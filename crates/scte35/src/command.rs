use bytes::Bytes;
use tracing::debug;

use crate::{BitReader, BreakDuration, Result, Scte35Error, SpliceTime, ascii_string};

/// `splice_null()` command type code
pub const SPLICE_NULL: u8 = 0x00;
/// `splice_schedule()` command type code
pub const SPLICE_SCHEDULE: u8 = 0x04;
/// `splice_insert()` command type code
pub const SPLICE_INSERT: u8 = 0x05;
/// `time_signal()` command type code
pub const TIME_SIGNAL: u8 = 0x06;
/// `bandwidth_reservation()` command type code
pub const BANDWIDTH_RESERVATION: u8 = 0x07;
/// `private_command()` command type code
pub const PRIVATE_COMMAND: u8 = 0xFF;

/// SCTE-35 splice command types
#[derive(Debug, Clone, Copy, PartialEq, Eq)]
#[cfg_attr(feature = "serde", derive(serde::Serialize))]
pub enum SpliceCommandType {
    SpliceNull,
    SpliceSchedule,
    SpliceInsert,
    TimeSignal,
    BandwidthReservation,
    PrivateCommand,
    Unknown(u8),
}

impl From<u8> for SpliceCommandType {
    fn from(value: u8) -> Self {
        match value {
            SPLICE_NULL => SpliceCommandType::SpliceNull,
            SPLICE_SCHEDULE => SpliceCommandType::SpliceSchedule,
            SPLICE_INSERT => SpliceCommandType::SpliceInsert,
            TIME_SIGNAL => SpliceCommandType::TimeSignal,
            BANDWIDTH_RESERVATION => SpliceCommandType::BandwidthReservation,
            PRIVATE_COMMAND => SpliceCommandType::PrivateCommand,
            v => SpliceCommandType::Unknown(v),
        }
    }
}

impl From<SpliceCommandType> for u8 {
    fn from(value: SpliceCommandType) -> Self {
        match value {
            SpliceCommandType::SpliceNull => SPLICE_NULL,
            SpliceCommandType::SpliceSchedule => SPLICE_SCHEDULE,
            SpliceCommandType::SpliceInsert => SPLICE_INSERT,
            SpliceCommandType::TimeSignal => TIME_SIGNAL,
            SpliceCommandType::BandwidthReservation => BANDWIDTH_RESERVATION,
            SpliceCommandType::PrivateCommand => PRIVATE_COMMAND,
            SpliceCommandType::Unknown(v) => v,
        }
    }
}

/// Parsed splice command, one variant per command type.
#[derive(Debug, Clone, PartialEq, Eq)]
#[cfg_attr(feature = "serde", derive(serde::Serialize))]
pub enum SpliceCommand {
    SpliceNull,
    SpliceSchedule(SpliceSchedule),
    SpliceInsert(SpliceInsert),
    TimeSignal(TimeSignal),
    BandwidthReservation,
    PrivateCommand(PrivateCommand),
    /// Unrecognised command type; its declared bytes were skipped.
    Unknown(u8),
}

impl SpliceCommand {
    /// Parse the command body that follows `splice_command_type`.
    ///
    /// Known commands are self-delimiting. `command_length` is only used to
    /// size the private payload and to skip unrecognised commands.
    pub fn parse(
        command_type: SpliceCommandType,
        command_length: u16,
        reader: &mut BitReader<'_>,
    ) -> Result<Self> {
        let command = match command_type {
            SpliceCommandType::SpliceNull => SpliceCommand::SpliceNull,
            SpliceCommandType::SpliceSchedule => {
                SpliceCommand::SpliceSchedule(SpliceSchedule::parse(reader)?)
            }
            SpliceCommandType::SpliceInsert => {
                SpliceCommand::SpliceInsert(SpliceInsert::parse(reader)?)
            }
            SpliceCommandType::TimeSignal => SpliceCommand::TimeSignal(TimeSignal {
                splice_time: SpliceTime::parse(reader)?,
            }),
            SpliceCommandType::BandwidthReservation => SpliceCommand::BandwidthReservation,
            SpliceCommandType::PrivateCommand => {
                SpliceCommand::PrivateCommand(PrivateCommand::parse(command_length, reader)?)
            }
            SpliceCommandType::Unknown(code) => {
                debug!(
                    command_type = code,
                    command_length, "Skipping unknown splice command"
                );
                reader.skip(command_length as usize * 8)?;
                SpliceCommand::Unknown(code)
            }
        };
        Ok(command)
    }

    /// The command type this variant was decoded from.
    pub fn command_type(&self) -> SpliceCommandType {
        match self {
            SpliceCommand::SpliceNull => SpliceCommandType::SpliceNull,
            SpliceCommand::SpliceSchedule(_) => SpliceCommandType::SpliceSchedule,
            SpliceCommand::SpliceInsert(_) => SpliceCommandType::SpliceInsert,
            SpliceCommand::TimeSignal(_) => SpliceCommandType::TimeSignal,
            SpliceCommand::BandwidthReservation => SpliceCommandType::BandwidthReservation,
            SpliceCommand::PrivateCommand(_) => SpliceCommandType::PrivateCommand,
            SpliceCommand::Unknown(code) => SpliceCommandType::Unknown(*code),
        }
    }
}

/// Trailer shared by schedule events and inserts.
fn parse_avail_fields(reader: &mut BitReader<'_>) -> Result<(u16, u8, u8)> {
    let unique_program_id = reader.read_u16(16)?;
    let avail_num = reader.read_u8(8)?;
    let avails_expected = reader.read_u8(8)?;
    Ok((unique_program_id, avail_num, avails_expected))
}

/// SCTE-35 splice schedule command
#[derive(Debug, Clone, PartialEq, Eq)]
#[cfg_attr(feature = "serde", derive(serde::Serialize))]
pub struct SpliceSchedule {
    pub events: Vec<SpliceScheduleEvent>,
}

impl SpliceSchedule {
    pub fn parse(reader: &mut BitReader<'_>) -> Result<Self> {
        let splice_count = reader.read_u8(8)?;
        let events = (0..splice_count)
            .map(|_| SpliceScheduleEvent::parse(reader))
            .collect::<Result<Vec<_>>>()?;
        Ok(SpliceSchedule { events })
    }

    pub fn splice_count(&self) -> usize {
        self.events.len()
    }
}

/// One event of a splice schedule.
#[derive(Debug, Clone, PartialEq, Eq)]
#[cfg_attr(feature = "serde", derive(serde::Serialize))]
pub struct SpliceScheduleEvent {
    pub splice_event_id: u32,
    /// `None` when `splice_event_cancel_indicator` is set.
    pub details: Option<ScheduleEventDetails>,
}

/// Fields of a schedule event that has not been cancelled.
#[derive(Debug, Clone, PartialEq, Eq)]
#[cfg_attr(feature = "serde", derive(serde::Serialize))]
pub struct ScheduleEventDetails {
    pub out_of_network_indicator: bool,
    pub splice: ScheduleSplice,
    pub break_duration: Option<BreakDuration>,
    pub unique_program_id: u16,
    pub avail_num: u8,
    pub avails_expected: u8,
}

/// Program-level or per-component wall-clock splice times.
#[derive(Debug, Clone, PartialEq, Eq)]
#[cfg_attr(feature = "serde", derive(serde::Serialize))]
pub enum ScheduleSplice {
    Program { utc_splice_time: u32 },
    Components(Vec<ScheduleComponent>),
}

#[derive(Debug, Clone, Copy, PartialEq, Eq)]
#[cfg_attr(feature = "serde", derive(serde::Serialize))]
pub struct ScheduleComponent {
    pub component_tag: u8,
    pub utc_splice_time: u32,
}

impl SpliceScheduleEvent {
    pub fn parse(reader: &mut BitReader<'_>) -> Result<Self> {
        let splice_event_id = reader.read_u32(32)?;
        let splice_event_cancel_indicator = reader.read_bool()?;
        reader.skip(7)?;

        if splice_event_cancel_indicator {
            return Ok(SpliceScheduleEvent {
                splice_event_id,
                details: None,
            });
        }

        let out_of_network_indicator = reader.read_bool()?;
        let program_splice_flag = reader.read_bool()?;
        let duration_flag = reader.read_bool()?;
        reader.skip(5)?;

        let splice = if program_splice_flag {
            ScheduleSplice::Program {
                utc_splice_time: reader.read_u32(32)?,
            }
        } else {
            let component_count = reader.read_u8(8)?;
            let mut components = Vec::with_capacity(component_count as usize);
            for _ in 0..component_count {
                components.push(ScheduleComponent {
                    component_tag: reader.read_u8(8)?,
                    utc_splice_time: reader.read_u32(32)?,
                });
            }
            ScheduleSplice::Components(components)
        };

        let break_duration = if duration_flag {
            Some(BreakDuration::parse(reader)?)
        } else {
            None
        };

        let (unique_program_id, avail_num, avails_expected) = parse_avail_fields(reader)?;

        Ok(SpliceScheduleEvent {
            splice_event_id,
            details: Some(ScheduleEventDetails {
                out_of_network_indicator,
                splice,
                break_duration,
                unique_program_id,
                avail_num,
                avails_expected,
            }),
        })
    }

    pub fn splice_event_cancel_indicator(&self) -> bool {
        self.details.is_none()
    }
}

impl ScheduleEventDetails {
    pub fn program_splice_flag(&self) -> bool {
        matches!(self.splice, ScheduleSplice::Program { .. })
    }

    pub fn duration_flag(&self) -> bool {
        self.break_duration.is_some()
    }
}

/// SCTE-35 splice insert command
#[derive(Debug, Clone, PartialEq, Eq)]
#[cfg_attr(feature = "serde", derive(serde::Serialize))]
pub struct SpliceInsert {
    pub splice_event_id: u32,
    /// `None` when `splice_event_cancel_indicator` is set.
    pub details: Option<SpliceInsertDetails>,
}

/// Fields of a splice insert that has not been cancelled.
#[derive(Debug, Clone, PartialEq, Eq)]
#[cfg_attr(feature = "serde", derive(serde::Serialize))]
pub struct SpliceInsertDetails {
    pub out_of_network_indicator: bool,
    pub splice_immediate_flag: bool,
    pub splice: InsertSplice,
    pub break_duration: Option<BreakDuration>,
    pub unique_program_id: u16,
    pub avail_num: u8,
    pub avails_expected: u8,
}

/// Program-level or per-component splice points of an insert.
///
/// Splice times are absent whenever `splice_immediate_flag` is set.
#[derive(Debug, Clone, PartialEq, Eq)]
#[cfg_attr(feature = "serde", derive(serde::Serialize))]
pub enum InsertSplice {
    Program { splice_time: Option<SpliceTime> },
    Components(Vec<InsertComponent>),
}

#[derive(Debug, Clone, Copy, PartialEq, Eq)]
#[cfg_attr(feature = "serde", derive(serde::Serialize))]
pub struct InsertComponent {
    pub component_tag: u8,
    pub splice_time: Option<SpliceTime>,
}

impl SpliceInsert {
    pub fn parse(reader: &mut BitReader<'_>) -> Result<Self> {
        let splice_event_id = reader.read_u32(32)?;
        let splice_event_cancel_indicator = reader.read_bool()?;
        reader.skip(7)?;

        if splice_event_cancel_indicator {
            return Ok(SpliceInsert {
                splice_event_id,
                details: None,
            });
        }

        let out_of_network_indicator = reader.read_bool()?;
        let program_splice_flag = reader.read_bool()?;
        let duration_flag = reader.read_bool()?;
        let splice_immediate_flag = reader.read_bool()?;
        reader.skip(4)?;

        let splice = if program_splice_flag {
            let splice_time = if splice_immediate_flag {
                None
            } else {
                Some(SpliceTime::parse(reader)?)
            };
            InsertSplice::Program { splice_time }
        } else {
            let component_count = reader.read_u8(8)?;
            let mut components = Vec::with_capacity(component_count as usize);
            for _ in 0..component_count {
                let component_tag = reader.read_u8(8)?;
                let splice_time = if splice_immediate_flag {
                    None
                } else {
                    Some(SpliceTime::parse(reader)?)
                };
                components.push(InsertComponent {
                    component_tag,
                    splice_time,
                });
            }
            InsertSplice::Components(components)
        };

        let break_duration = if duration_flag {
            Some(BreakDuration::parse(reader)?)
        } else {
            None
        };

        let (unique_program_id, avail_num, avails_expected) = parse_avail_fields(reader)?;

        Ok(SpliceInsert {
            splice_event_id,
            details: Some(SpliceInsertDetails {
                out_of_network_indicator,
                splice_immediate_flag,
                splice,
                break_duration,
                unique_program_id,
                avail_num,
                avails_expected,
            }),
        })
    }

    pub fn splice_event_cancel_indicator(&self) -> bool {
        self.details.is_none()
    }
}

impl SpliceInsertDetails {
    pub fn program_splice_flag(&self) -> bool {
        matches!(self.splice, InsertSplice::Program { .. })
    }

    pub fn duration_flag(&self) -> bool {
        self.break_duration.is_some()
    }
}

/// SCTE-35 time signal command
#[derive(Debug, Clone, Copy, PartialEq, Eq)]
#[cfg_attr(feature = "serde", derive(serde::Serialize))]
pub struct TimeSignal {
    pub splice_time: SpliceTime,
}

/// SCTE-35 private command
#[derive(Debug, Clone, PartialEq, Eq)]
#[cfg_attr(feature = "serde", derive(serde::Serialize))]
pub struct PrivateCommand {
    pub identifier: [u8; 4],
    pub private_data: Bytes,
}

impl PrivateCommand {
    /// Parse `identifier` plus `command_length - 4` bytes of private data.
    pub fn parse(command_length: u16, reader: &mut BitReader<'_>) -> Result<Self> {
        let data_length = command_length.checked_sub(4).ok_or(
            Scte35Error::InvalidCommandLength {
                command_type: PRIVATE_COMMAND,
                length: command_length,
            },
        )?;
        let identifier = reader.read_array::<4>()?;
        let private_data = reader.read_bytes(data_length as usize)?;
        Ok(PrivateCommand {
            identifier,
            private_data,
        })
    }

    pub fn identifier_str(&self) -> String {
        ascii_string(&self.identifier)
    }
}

○ ○ ○ ○ ○

REQUIRED WORK
Go through the listing above and copy each line where the string "ScheduleEventDetails" appears.

ANSWER SECTION
    pub details: Option<ScheduleEventDetails>,
pub struct ScheduleEventDetails {
            details: Some(ScheduleEventDetails {
impl ScheduleEventDetails {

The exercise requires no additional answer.